In this article, I consider five other SMSF myths. In dispelling these, I offer a health warning: I rely on the most recent detailed public domain data, the ATO’s “Self-managed super funds: A statistical overview 2011–12(released 16 December 2013). The excellent and somewhat more recent data on SMSFs produced by companies such as Investment Trends and CoreData are normally available in detail only by purchasing their work. There is strong consistency in the results of these various factual sources of information.

SMSF Myth #1: There are too many small and sub-scale SMSFs

There are exaggerated claims regarding a preponderance of SMSFs which are too small. Based on the Investment Trends April 2013 SMSF Investor Report, around 80% of SMSFs had assets in excess of $250,000, and ATO statistics as at June 2012 show similar results. Some funds below $250,000 may be in the early growth stage, and anticipating prospective significant concessional or non-concessional contributions. That said, there is a small portion of SMSFs for which size and viability should be questioned.

SMSF Myth #2: SMSFs are expensive

In the 12 months to 30 June 2012, ATO figures show the operating expense ratios of SMSFs at about 0.56%, falling from 0.69% over the five years to 2012. These expenses generally do not include advice fees or the cost of investments, which are usually relatively low given the high portion of direct investments in SMSFs.

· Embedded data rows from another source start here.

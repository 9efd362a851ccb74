//! Error types for triage-slack.

use triage_core::messaging::MessagingError;

#[derive(Debug, thiserror::Error)]
pub enum SlackError {
    /// Transport failure or non-2xx status.
    #[error("HTTP request failed: {0}")]
    Http(#[from] reqwest::Error),

    /// Slack answered with `ok: false`.
    #[error("slack {method}: {error}")]
    Api { method: &'static str, error: String },

    /// A required field was absent from an `ok: true` response.
    #[error("no {field} in {method} response")]
    MissingField {
        method: &'static str,
        field: &'static str,
    },
}

impl From<SlackError> for MessagingError {
    fn from(e: SlackError) -> Self {
        match e {
            SlackError::Http(e) => Self::Http(e.to_string()),
            SlackError::Api { method, error } => Self::Api {
                method: method.to_owned(),
                error,
            },
            e @ SlackError::MissingField { .. } => Self::Decode(e.to_string()),
        }
    }
}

With the subsequent growth in asset values of SMSF investments, and the fixed operating costs of SMSFs which are subject to competitive pressures, these operating expense ratios have likely reduced further since June 2012. Due to the fixed costs of operating a fund, SMSFs with low balances will have higher average expense ratios.

SMSF Myth #3: SMSFs don’t make a meaningful contribution to the nation’s long term capital

Based on the Investment Trends report, around 50% of SMSFs are invested directly in Australian shares, listed investment companies (LICs) and Real Estate Investment Trusts (REITs). These are all investment vehicles for the provision of long term capital to fund commercial enterprises and the nation’s future prosperity. They are also investments in a suitably liquid form. Investment in illiquid infrastructure investments would often be inappropriate, unless SMSF investors consciously ‘sign up’ for limited liquidity, whilst investments in listed infrastructure assets would be sound.

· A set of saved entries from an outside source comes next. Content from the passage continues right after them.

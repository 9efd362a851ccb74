mod env;
mod types;


pub use types::*;

use std::path::Path;
use std::time::Duration;

use anyhow::{Context, bail};

/// Oldest accepted lookback, roughly a century.
pub const MIN_LOOKBACK_DAYS: i64 = -36_500;

impl Config {
    /// Load configuration from a TOML file with env var overrides.
    ///
    /// Falls back to defaults when the file does not exist.
    ///
    /// # Errors
    ///
    /// Returns an error if the file exists but cannot be read or parsed.
    pub fn load(path: &Path) -> anyhow::Result<Self> {
        let mut config = if path.exists() {
            let content = std::fs::read_to_string(path).context("failed to read config file")?;
            toml::from_str::<Self>(&content).context("failed to parse config file")?
        } else {
            tracing::debug!(path = %path.display(), "config file not found, using defaults");
            Self::default()
        };

        config.apply_env_overrides();
        Ok(config)
    }

    /// Reject values the runner cannot work with.
    ///
    /// # Errors
    ///
    /// Returns an error describing the first invalid setting.
    pub fn validate(&self) -> anyhow::Result<()> {
        if !(MIN_LOOKBACK_DAYS..0).contains(&self.triage.lookback_days) {
            bail!(
                "triage.lookback_days must be between {MIN_LOOKBACK_DAYS} and -1, got {}",
                self.triage.lookback_days
            );
        }
        if self.triage.ack_labels.is_empty() {
            bail!("triage.ack_labels must not be empty");
        }
        if self.triage.done_labels.is_empty() {
            bail!("triage.done_labels must not be empty");
        }
        if self.slack.api_base.trim().is_empty() {
            bail!("slack.api_base must not be empty");
        }
        if !(1..=1000).contains(&self.slack.page_limit) {
            bail!(
                "slack.page_limit must be between 1 and 1000, got {}",
                self.slack.page_limit
            );
        }
        if self.slack.token_secret.trim().is_empty() {
            bail!("slack.token_secret must not be empty");
        }
        if self.vault.backend == "age" {
            if self.vault.key_path.is_none() {
                bail!("vault.key_path is required for the age backend");
            }
            if self.vault.vault_path.is_none() {
                bail!("vault.vault_path is required for the age backend");
            }
        }
        if self.triage.channels.is_empty() {
            tracing::warn!("no channels configured, every conversation will be skipped");
        }
        Ok(())
    }

    #[must_use]
    pub fn channel_pause(&self) -> Duration {
        Duration::from_millis(self.runner.channel_pause_ms)
    }
}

SMSF Myth #4: SMSFs have loose regulation and compliance

SMSF prudential oversight and compliance are often criticised, leading to claims SMSFs should come in under a single superannuation regulator (and by implication, APRA prudential regulatory provisions). A recent example was a survey conducted at the 2013 ASFA Conference where roughly 75% of participants expressed the view that SMSFs should come under the umbrella of one superannuation regulator, presumably APRA. These survey results are not surprising given the vast majority of ASFA conference attendees are representatives of APRA-regulated funds.

The facts are that the SMSF sector is functioning well, as concluded by the Cooper Review, and the latest ATO statistics indicate the percentage of the SMSF population with auditor contravention reports (ACR) remains relatively stable at approximately 2% of all SMSFs each year. There’s room for improvement, but such a low non-compliance rate doesn’t accord with alarmist comments about the sector. Further, calls for a change in regulatory oversight do not recognise the fundamental difference between APRA-regulated funds, which are collective vehicles for many unassociated superannuation investors (thus requiring prudential supervision) versus SMSFs where the trustee is intimately involved. SMSFs have a very limited number of members, which are typically ‘associated’, with no ‘collective’ coverage and hence no need for the same prudential regulatory provisions.

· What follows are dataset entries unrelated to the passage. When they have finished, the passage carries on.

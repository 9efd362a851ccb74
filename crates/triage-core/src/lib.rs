//! Configuration, secret vault, triage rules and run orchestration.

pub mod config;
pub mod error;
pub mod messaging;
pub mod runner;
pub mod triage;
pub mod vault;

pub use error::RunError;
pub use runner::{AlertRunner, RunReport};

SMSF Myth #5: APRA-regulated funds offer complete consumer protection while SMSFs don’t, and hence SMSFs should be part of the super fund compensation scheme

Andrea Slattery, CEO of the SMSF Professionals Association of Australia (SPAA) said on 7 February 2014, “The guiding philosophy underpinning self-managed super is that trustees and members take responsibility for their own retirement income outcomes … (they) have to appreciate that decisions rest with them, although they can get advice, either directly or indirectly, from specialist SMSF advisors.”

Andrea further said, “ … any compensation scheme should only be part of a broader financial services scheme where clients have suffered financial losses because of the misconduct or insolvency of a provider of a product or service, and that the compensation should be funded by a levy imposed on that industry sector where the misconduct occurred.”

APRA-regulated funds are entitled to compensation under the Superannuation Industry (Supervision) Act 1993 (SIS) Act but this is not automatic and is not a guarantee. It is at the Minister’s discretion, and only where it is in the public’s best interest to approve compensation for APRA-regulated funds.

SMSFs are not entitled to compensation under the SIS Act provisions, but are entitled to other legal avenues of redress in the event of fraud, theft, or inappropriate advice. These include but are not limited to personal indemnity schemes, actions under the Corporations law, and the Financial Ombudsman.

Consumer protection can be strengthened by tightening professional indemnity requirements, and strengthening compensation for misconduct or insolvency in managed investment schemes. Trustees of APRA-regulated public offer funds are responsible to a wide collective of their members, who need to be offered protection. SMSF trustees and members need to operate on self-responsibility.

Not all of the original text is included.